Those skilled in the art will appreciate that the configuration of the device shown in fig. 1 is not intended to be limiting of the device and may include more or fewer components than those shown, or some components may be combined, or a different arrangement of components.
As shown in fig. 1, the memory 1002, which is a readable storage medium, may include an air conditioner control program therein. In the apparatus shown in fig. 1, the processor 1001 may be configured to call an air-conditioning control program stored in the memory 1002, and perform operations of relevant steps of the air-conditioning control method in the following embodiments.
The embodiment of the invention also provides an air conditioner control method.

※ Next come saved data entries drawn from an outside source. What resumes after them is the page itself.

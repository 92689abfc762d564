// src/lib.rs

pub mod cli;
pub mod config;
pub mod engine;
pub mod errors;
pub mod exec;
pub mod fs;
pub mod logging;
pub mod pipeline;
pub mod select;
pub mod types;

use std::path::PathBuf;

use anyhow::Result;
use tracing::{debug, info};

use crate::cli::CliArgs;
use crate::config::model::ConfigFile;
use crate::engine::{RunOptions, RunOutcome, generate_and_upload};
use crate::exec::RealCommandRunner;
use crate::fs::RealFileSystem;

pub use crate::errors::MonodiffError;
pub use crate::select::{WatchRule, select_steps};
pub use crate::types::Step;

/// Load the configuration named by the CLI arguments.
///
/// `--from-env` reads `BUILDKITE_PLUGINS`; otherwise `--config` is used.
pub fn load_config(args: &CliArgs) -> errors::Result<ConfigFile> {
    if args.from_env {
        config::load_from_env()
    } else {
        config::load_and_validate(&args.config)
    }
}

/// High-level entry point used by `main.rs`.
///
/// This wires together:
/// - the diff command (real processes)
/// - step selection
/// - pipeline emission to disk
/// - the upload (or a dry-run print)
pub async fn run(args: CliArgs, cfg: ConfigFile) -> Result<()> {
    let options = RunOptions {
        dry_run: args.dry_run,
        output: args.output.as_ref().map(PathBuf::from),
    };

    debug!(
        watch_entries = cfg.watch.len(),
        hooks = cfg.hooks.len(),
        wait = cfg.wait,
        "configuration loaded"
    );

    let outcome = generate_and_upload(&cfg, &RealCommandRunner, &RealFileSystem, &options).await?;

    match outcome {
        RunOutcome::NoChanges => {}
        RunOutcome::DryRun { document, steps } => {
            info!(steps, "dry-run; pipeline not uploaded");
            print!("{document}");
        }
        RunOutcome::Uploaded { command, steps } => {
            info!(steps, program = %command.program, "done");
        }
    }

    Ok(())
}
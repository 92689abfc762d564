// src/pipeline/mod.rs

//! Turning selected steps into an uploaded pipeline.
//!
//! - [`emit`] builds and serializes the YAML document.
//! - [`upload`] builds and runs the `buildkite-agent pipeline upload` call.

pub mod emit;
pub mod upload;

pub use emit::{Pipeline, PipelineEntry, WAIT_MARKER, write_pipeline};
pub use upload::{UploadCommand, upload_pipeline};
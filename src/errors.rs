// src/errors.rs

//! Crate-wide error aliases and helpers.

use thiserror::Error;

#[derive(Error, Debug)]
pub enum MonodiffError {
    #[error("Configuration error: {0}")]
    ConfigError(String),

    /// Two watch rules declare the same non-empty key.
    #[error("Configuration error: duplicate watch key '{key}' (rules #{first} and #{second})")]
    DuplicateKey {
        key: String,
        first: usize,
        second: usize,
    },

    #[error("Configuration error: invalid watch pattern '{pattern}': {reason}")]
    InvalidPattern { pattern: String, reason: String },

    #[error("diff command `{command}` failed: {reason}")]
    DiffFailed { command: String, reason: String },

    #[error("pipeline upload failed: {0}")]
    UploadFailed(String),

    #[error("IO error: {0}")]
    IoError(#[from] std::io::Error),

    #[error("TOML parsing error: {0}")]
    TomlError(#[from] toml::de::Error),

    #[error("JSON parsing error: {0}")]
    JsonError(#[from] serde_json::Error),

    #[error("YAML serialization error: {0}")]
    YamlError(#[from] serde_yaml::Error),

    #[error(transparent)]
    Other(#[from] anyhow::Error),
}

impl MonodiffError {
    /// True for errors caused by the caller's watch/plugin configuration.
    ///
    /// These are never retried and map to a non-zero exit.
    pub fn is_configuration_error(&self) -> bool {
        matches!(
            self,
            MonodiffError::ConfigError(_)
                | MonodiffError::DuplicateKey { .. }
                | MonodiffError::InvalidPattern { .. }
                | MonodiffError::TomlError(_)
                | MonodiffError::JsonError(_)
        )
    }
}

pub type Result<T> = std::result::Result<T, MonodiffError>;
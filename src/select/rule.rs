// src/select/rule.rs

use crate::types::Step;

/// A watch rule: path patterns mapped onto a step template.
///
/// Built from the `watch = [...]` entries of the config, or directly by
/// library callers.
#[derive(Debug, Clone, Default, PartialEq, Eq)]
pub struct WatchRule {
    /// Glob patterns or directory prefixes, relative to the repository root.
    pub patterns: Vec<String>,
    /// Optional identifier; an empty string is treated as absent.
    pub key: Option<String>,
    /// Keys of other rules this one depends on, in declared order.
    pub depends_on: Vec<String>,
    /// Template for the emitted step. Never mutated by selection.
    pub step: Step,
}

impl WatchRule {
    pub fn new<I, S>(patterns: I, step: Step) -> Self
    where
        I: IntoIterator<Item = S>,
        S: Into<String>,
    {
        Self {
            patterns: patterns.into_iter().map(Into::into).collect(),
            key: None,
            depends_on: Vec::new(),
            step,
        }
    }

    pub fn with_key(mut self, key: impl Into<String>) -> Self {
        self.key = Some(key.into());
        self
    }

    pub fn with_depends_on<I, S>(mut self, keys: I) -> Self
    where
        I: IntoIterator<Item = S>,
        S: Into<String>,
    {
        self.depends_on = keys.into_iter().map(Into::into).collect();
        self
    }

    /// The declared key, if present and non-empty.
    pub fn key(&self) -> Option<&str> {
        self.key.as_deref().filter(|k| !k.is_empty())
    }
}
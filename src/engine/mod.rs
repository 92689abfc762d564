// src/engine/mod.rs

//! One monodiff run: diff, select, emit, upload.
//!
//! All I/O goes through [`CommandRunner`] and [`FileSystem`], so the whole
//! flow runs against fakes in tests.

use std::path::{Path, PathBuf};

use tracing::{info, warn};

use crate::config::model::ConfigFile;
use crate::errors::Result;
use crate::exec::{CommandRunner, changed_files};
use crate::fs::FileSystem;
use crate::pipeline::{Pipeline, UploadCommand, upload_pipeline, write_pipeline};
use crate::select::select_steps;

/// Knobs that come from the command line rather than the config.
#[derive(Debug, Clone, Default)]
pub struct RunOptions {
    /// Render the document but do not write or upload it.
    pub dry_run: bool,
    /// Keep the document at this path. `None` uses a temporary file that is
    /// removed after the upload.
    pub output: Option<PathBuf>,
}

/// What a run ended up doing.
#[derive(Debug, Clone, PartialEq, Eq)]
pub enum RunOutcome {
    /// The diff produced no files; nothing was generated or uploaded.
    NoChanges,
    /// `--dry-run`: the document that would have been uploaded.
    DryRun { document: String, steps: usize },
    /// The document was uploaded with `command`.
    Uploaded { command: UploadCommand, steps: usize },
}

/// Run the full flow for a validated config.
///
/// An empty diff short-circuits before selection. A diff or upload failure
/// is returned as an error and is never reported as `NoChanges`.
pub async fn generate_and_upload(
    cfg: &ConfigFile,
    runner: &dyn CommandRunner,
    fs: &dyn FileSystem,
    options: &RunOptions,
) -> Result<RunOutcome> {
    let files = changed_files(runner, &cfg.diff).await?;
    if files.is_empty() {
        info!("no changes detected; skipping pipeline upload");
        return Ok(RunOutcome::NoChanges);
    }

    let steps = select_steps(&files, &cfg.watch)?;
    let step_count = steps.len();
    let pipeline = Pipeline::new(steps, cfg.wait, &cfg.hooks);

    if options.dry_run {
        return Ok(RunOutcome::DryRun {
            document: pipeline.to_yaml()?,
            steps: step_count,
        });
    }

    let (path, temporary) = match &options.output {
        Some(path) => (path.clone(), false),
        None => (temporary_pipeline_path(), true),
    };

    write_pipeline(fs, &path, &pipeline)?;

    let command = UploadCommand::new(&path, cfg.interpolation);
    let uploaded = upload_pipeline(runner, &command).await;

    if temporary {
        cleanup(fs, &path);
    }
    uploaded?;

    info!(steps = step_count, "pipeline uploaded");
    Ok(RunOutcome::Uploaded {
        command,
        steps: step_count,
    })
}

fn temporary_pipeline_path() -> PathBuf {
    std::env::temp_dir().join(format!("monodiff-pipeline-{}.yml", std::process::id()))
}

fn cleanup(fs: &dyn FileSystem, path: &Path) {
    if let Err(err) = fs.remove_file(path) {
        warn!(path = %path.display(), error = %err, "failed to remove temporary pipeline file");
    }
}
// src/main.rs

use monodiff::{cli, load_config, logging, run};

#[tokio::main]
async fn main() {
    if let Err(err) = run_main().await {
        eprintln!("monodiff error: {err:?}");
        std::process::exit(1);
    }
}

async fn run_main() -> anyhow::Result<()> {
    let args = cli::parse();
    let cfg = load_config(&args)?;
    logging::init_logging(args.log_level, cfg.log_level.as_deref())?;
    run(args, cfg).await
}
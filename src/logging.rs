// src/logging.rs

//! Logging setup for `monodiff` using `tracing` + `tracing-subscriber`.
//!
//! Priority for determining the log level:
//! 1. `--log-level` CLI flag (if provided)
//! 2. `log_level` from the configuration
//! 3. `MONODIFF_LOG` environment variable (e.g. "info", "debug")
//! 4. default to `info`
//!
//! Logs are sent to STDERR so that `--dry-run` can print the pipeline on
//! stdout.

use anyhow::Result;
use tracing_subscriber::fmt;

use crate::cli::LogLevel;

/// Initialise global logging subscriber.
///
/// Safe to call once at startup.
pub fn init_logging(cli_level: Option<LogLevel>, config_level: Option<&str>) -> Result<()> {
    let level = resolve_level(
        cli_level,
        config_level,
        std::env::var("MONODIFF_LOG").ok().as_deref(),
    );

    fmt()
        .with_max_level(level)
        .with_target(true)
        .with_thread_ids(false)
        .with_thread_names(false)
        .with_writer(std::io::stderr)
        .init();

    Ok(())
}

fn resolve_level(
    cli_level: Option<LogLevel>,
    config_level: Option<&str>,
    env_level: Option<&str>,
) -> tracing::Level {
    if let Some(lvl) = cli_level {
        return level_from_log_level(lvl);
    }
    config_level
        .and_then(parse_level_str)
        .or_else(|| env_level.and_then(parse_level_str))
        .unwrap_or(tracing::Level::INFO)
}

fn level_from_log_level(lvl: LogLevel) -> tracing::Level {
    match lvl {
        LogLevel::Error => tracing::Level::ERROR,
        LogLevel::Warn => tracing::Level::WARN,
        LogLevel::Info => tracing::Level::INFO,
        LogLevel::Debug => tracing::Level::DEBUG,
        LogLevel::Trace => tracing::Level::TRACE,
    }
}

fn parse_level_str(s: &str) -> Option<tracing::Level> {
    match s.trim().to_lowercase().as_str() {
        "error" => Some(tracing::Level::ERROR),
        "warn" | "warning" => Some(tracing::Level::WARN),
        "info" => Some(tracing::Level::INFO),
        "debug" => Some(tracing::Level::DEBUG),
        "trace" => Some(tracing::Level::TRACE),
        _ => None,
    }
}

Referring to fig. 2, there is provided a first embodiment of an air conditioning control method of the present invention, including:
step S10, when the air conditioner is in the self-cleaning mode, controlling the air conditioner to perform refrigeration operation so as to enable the air conditioner to finish condensation and frosting;
the self-cleaning mode is an operation mode of the air conditioner, and the air conditioner can adjust the operation of the compressor, the fan, the four-way valve, the throttling device and other components of the air conditioner in the self-cleaning mode so as to clean the heat exchanger. Specifically, the operation stage of the air conditioner in the self-cleaning mode may include a condensation stage, a frosting stage, and a defrosting stage in sequence. The air conditioner is in refrigerating operation in the condensation stage and the frosting stage, the heat exchanger firstly forms condensed water to cover dirt on the surface of the coil, and then the condensed water is frosted on the surface of the heat exchanger to condense the dirt into frost. In the defrosting stage, the air conditioner is in heating operation, dirt is taken away by water flow formed by melting of ice on the surface of the coil pipe of the heat exchanger, and therefore the heat exchanger is cleaned.
And under the conditions that a cleaning instruction input by a user is received or the working time of the air conditioner reaches a preset time and the like, the air conditioner can be controlled to enter a self-cleaning mode. In the process of refrigerating operation of the air conditioner, the temperature of the coil of the cleaned heat exchanger can be reduced by adjusting the operation of the compressor, the fan and/or the electronic expansion valve and other components in the first time period after the refrigerating is started, and the moisture in the air can form condensed water on the surface of the low-temperature coil and gradually and fully wet the surface of the coil of the cleaned heat exchanger.
Step S20, controlling the heating operation of the air conditioner, and acquiring the current coil temperature of the heat exchanger as the first coil temperature;
the heat exchanger is specifically an evaporator to be cleaned, and can be an indoor heat exchanger or an outdoor heat exchanger. When the duration time of the cooling operation reaches the first time, the evaporating temperature of the cleaned heat exchanger is further reduced by closing the fan of the cleaned heat exchanger to improve the operation frequency of the compressor, increasing the opening of the expansion valve and the like, and the heat exchanger enters a frosting stage. When the time of the frosting stage of the heat exchanger reaches the target time, the frosting on the surface of the heat exchanger can be judged to be finished. For example, when the duration of the cooling operation reaches the first time period and the time reaches the target time period, it is considered that the frost formation on the surface of the heat exchanger is completed.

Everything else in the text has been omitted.